**YOUR OBJECTIVE**. For the material below, the sole required output is the number of lines that include "Some".

**INFORMATION**.
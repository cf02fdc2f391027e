//! API-contract backend
//!
//! Emits a TypeSpec-style contract: a service preamble, a shared error
//! shape, and per entity a model declaration plus one route group at its
//! collection segment. Every operation owned by the entity becomes a
//! route handler signature with the status codes of its kind; non-list
//! successes are paired with the shared error shape on the 404 branch.
//! Rule annotations become trailing comments, never anything executable.

use crate::model::{DomainModel, Entity, Operation, OperationKind};

use super::names::{lower_camel, route_segment};
use super::{Backend, TypeMap};

pub fn backend() -> Backend {
    Backend {
        name: "contract",
        file_name: "api.tsp",
        types: TypeMap {
            string: "string",
            integer: "int32",
            number: "float64",
            boolean: "boolean",
            date: "plainDate",
            datetime: "utcDateTime",
            uuid: None,
            email: None,
            untyped: "unknown",
            array_of: |item| format!("{}[]", item),
            reference: |_| "string".to_string(),
            enumeration: |_| "string".to_string(),
        },
        header,
        entity,
    }
}

fn header(_model: &DomainModel) -> String {
    let mut out = String::new();
    out.push_str("// Generated by domainforge - DO NOT EDIT\n");
    out.push_str("namespace Domain;\n\n");
    out.push_str("@doc(\"Generated API contract\")\n");
    out.push_str("service DomainService {\n");
    out.push_str("  host: \"api.example.com\";\n");
    out.push_str("  version: \"1.0.0\";\n");
    out.push_str("}\n\n");
    out.push_str("model ErrorResponse {\n");
    out.push_str("  message: string;\n");
    out.push_str("  code?: string;\n");
    out.push_str("}\n\n");
    out
}

fn entity(entity: &Entity, model: &DomainModel, types: &TypeMap) -> String {
    let mut out = String::new();
    out.push_str(&format!("model {} {{\n", entity.name));
    for property in &entity.properties {
        let marker = if property.required { "" } else { "?" };
        out.push_str(&format!(
            "  {}{}: {};\n",
            property.name,
            marker,
            types.resolve(property)
        ));
    }
    out.push_str("}\n\n");

    out.push_str(&format!("@route(\"{}\")\n", route_segment(&entity.name)));
    out.push_str(&format!("interface {}Operations {{\n", entity.name));
    let mut first = true;
    for operation in model.operations_for(&entity.name) {
        if !first {
            out.push('\n');
        }
        first = false;
        out.push_str(&operation_block(operation, entity, types));
    }
    out.push_str("}\n\n");
    out
}

fn operation_block(operation: &Operation, entity: &Entity, types: &TypeMap) -> String {
    let mut out = String::new();
    if !operation.description.is_empty() {
        out.push_str(&format!("  @doc(\"{}\")\n", operation.description));
    }
    let body_param = lower_camel(&entity.name);
    match operation.kind {
        OperationKind::Create => {
            out.push_str("  @post\n");
            out.push_str(&format!(
                "  create(@body {}: {}): {{\n",
                body_param,
                create_body(entity, types)
            ));
            out.push_str("    @statusCode statusCode: 201;\n");
            out.push_str(&format!("    @body created: {};\n", entity.name));
            out.push_str("  } | ");
            out.push_str(ERROR_BRANCH);
        }
        OperationKind::List => {
            out.push_str("  @get\n");
            out.push_str(&format!("  list(): {}[];\n", entity.name));
        }
        OperationKind::Get => {
            out.push_str("  @get\n");
            out.push_str("  @route(\"/{id}\")\n");
            out.push_str("  get(@path id: string): {\n");
            out.push_str("    @statusCode statusCode: 200;\n");
            out.push_str(&format!("    @body {}: {};\n", body_param, entity.name));
            out.push_str("  } | ");
            out.push_str(ERROR_BRANCH);
        }
        OperationKind::Update => {
            out.push_str("  @put\n");
            out.push_str("  @route(\"/{id}\")\n");
            out.push_str(&format!(
                "  update(@path id: string, @body {}: {}): {{\n",
                body_param, entity.name
            ));
            out.push_str("    @statusCode statusCode: 200;\n");
            out.push_str(&format!("    @body updated: {};\n", entity.name));
            out.push_str("  } | ");
            out.push_str(ERROR_BRANCH);
        }
        OperationKind::Delete => {
            out.push_str("  @delete\n");
            out.push_str("  @route(\"/{id}\")\n");
            out.push_str("  delete(@path id: string): {\n");
            out.push_str("    @statusCode statusCode: 204;\n");
            out.push_str("  } | ");
            out.push_str(ERROR_BRANCH);
        }
    }
    if let Some(rule) = &operation.rule {
        out.push_str(&format!("  // rule: {}\n", rule));
    }
    out
}

const ERROR_BRANCH: &str =
    "{\n    @statusCode statusCode: 404;\n    @body error: ErrorResponse;\n  };\n";

/// Inline body model for create: the required non-key properties. Falls
/// back to the entity model when nothing qualifies.
fn create_body(entity: &Entity, types: &TypeMap) -> String {
    let fields: Vec<String> = entity
        .properties
        .iter()
        .filter(|p| p.required && !p.is_key)
        .map(|p| format!("    {}: {};", p.name, types.resolve(p)))
        .collect();
    if fields.is_empty() {
        return entity.name.clone();
    }
    format!("{{\n{}\n  }}", fields.join("\n"))
}

#[cfg(test)]
mod tests {
    use super::*;
    use crate::emit::render;
    use crate::model::{DomainModel, OperationOutput, Property, PropertyType};

    fn bookshop() -> DomainModel {
        DomainModel {
            entities: vec![Entity {
                name: "Book".to_string(),
                description: String::new(),
                properties: vec![
                    Property::implicit_key(),
                    Property {
                        name: "title".to_string(),
                        ty: PropertyType::String,
                        required: true,
                        is_key: false,
                        format: None,
                    },
                    Property {
                        name: "quantity".to_string(),
                        ty: PropertyType::Integer,
                        required: true,
                        is_key: false,
                        format: None,
                    },
                ],
                relationships: Vec::new(),
                rules: Vec::new(),
            }],
            operations: vec![
                Operation {
                    name: "Add a book".to_string(),
                    description: "Adds a new book".to_string(),
                    kind: OperationKind::Create,
                    entity: "Book".to_string(),
                    inputs: vec!["title".to_string(), "quantity".to_string()],
                    output: OperationOutput::One {
                        entity: "Book".to_string(),
                    },
                    rule: Some("only admins".to_string()),
                },
                Operation {
                    name: "View inventory".to_string(),
                    description: String::new(),
                    kind: OperationKind::List,
                    entity: "Book".to_string(),
                    inputs: Vec::new(),
                    output: OperationOutput::Many {
                        entity: "Book".to_string(),
                    },
                    rule: None,
                },
                Operation {
                    name: "Remove a book".to_string(),
                    description: String::new(),
                    kind: OperationKind::Delete,
                    entity: "Book".to_string(),
                    inputs: vec!["id".to_string()],
                    output: OperationOutput::Void,
                    rule: None,
                },
            ],
        }
    }

    #[test]
    fn test_entity_model_declared() {
        let artifact = render(&bookshop(), &backend());
        assert!(artifact.contents.contains("model Book {\n"));
        assert!(artifact.contents.contains("  id: string;\n"));
        assert!(artifact.contents.contains("  quantity: int32;\n"));
        // the model precedes its route group
        let model_at = artifact.contents.find("model Book {").unwrap();
        let route_at = artifact.contents.find("@route(\"/books\")").unwrap();
        assert!(model_at < route_at);
    }

    #[test]
    fn test_route_group_and_verbs() {
        let artifact = render(&bookshop(), &backend());
        assert!(artifact.contents.contains("@route(\"/books\")\n"));
        assert!(artifact.contents.contains("interface BookOperations {\n"));
        assert!(artifact.contents.contains("  @post\n"));
        assert!(artifact.contents.contains("  list(): Book[];\n"));
        assert!(artifact.contents.contains("  @delete\n"));
    }

    #[test]
    fn test_create_body_lists_required_fields() {
        let artifact = render(&bookshop(), &backend());
        assert!(artifact.contents.contains("create(@body book: {\n"));
        assert!(artifact.contents.contains("    title: string;\n"));
        assert!(artifact.contents.contains("    quantity: int32;\n"));
        assert!(artifact.contents.contains("@statusCode statusCode: 201;\n"));
    }

    #[test]
    fn test_delete_statuses() {
        let artifact = render(&bookshop(), &backend());
        assert!(artifact.contents.contains("@statusCode statusCode: 204;\n"));
        assert!(artifact.contents.contains("@statusCode statusCode: 404;\n"));
        assert!(artifact.contents.contains("@body error: ErrorResponse;\n"));
    }

    #[test]
    fn test_rule_is_comment_only() {
        let artifact = render(&bookshop(), &backend());
        assert!(artifact.contents.contains("  // rule: only admins\n"));
    }

    #[test]
    fn test_error_shape_declared_once() {
        let artifact = render(&bookshop(), &backend());
        assert_eq!(artifact.contents.matches("model ErrorResponse {").count(), 1);
    }

    #[test]
    fn test_entity_without_operations_still_gets_group() {
        let mut model = bookshop();
        model.operations.clear();
        let artifact = render(&model, &backend());
        assert!(artifact
            .contents
            .contains("@route(\"/books\")\ninterface BookOperations {\n}\n"));
    }
}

**ANSWER FOR THIS EXERCISE**. 2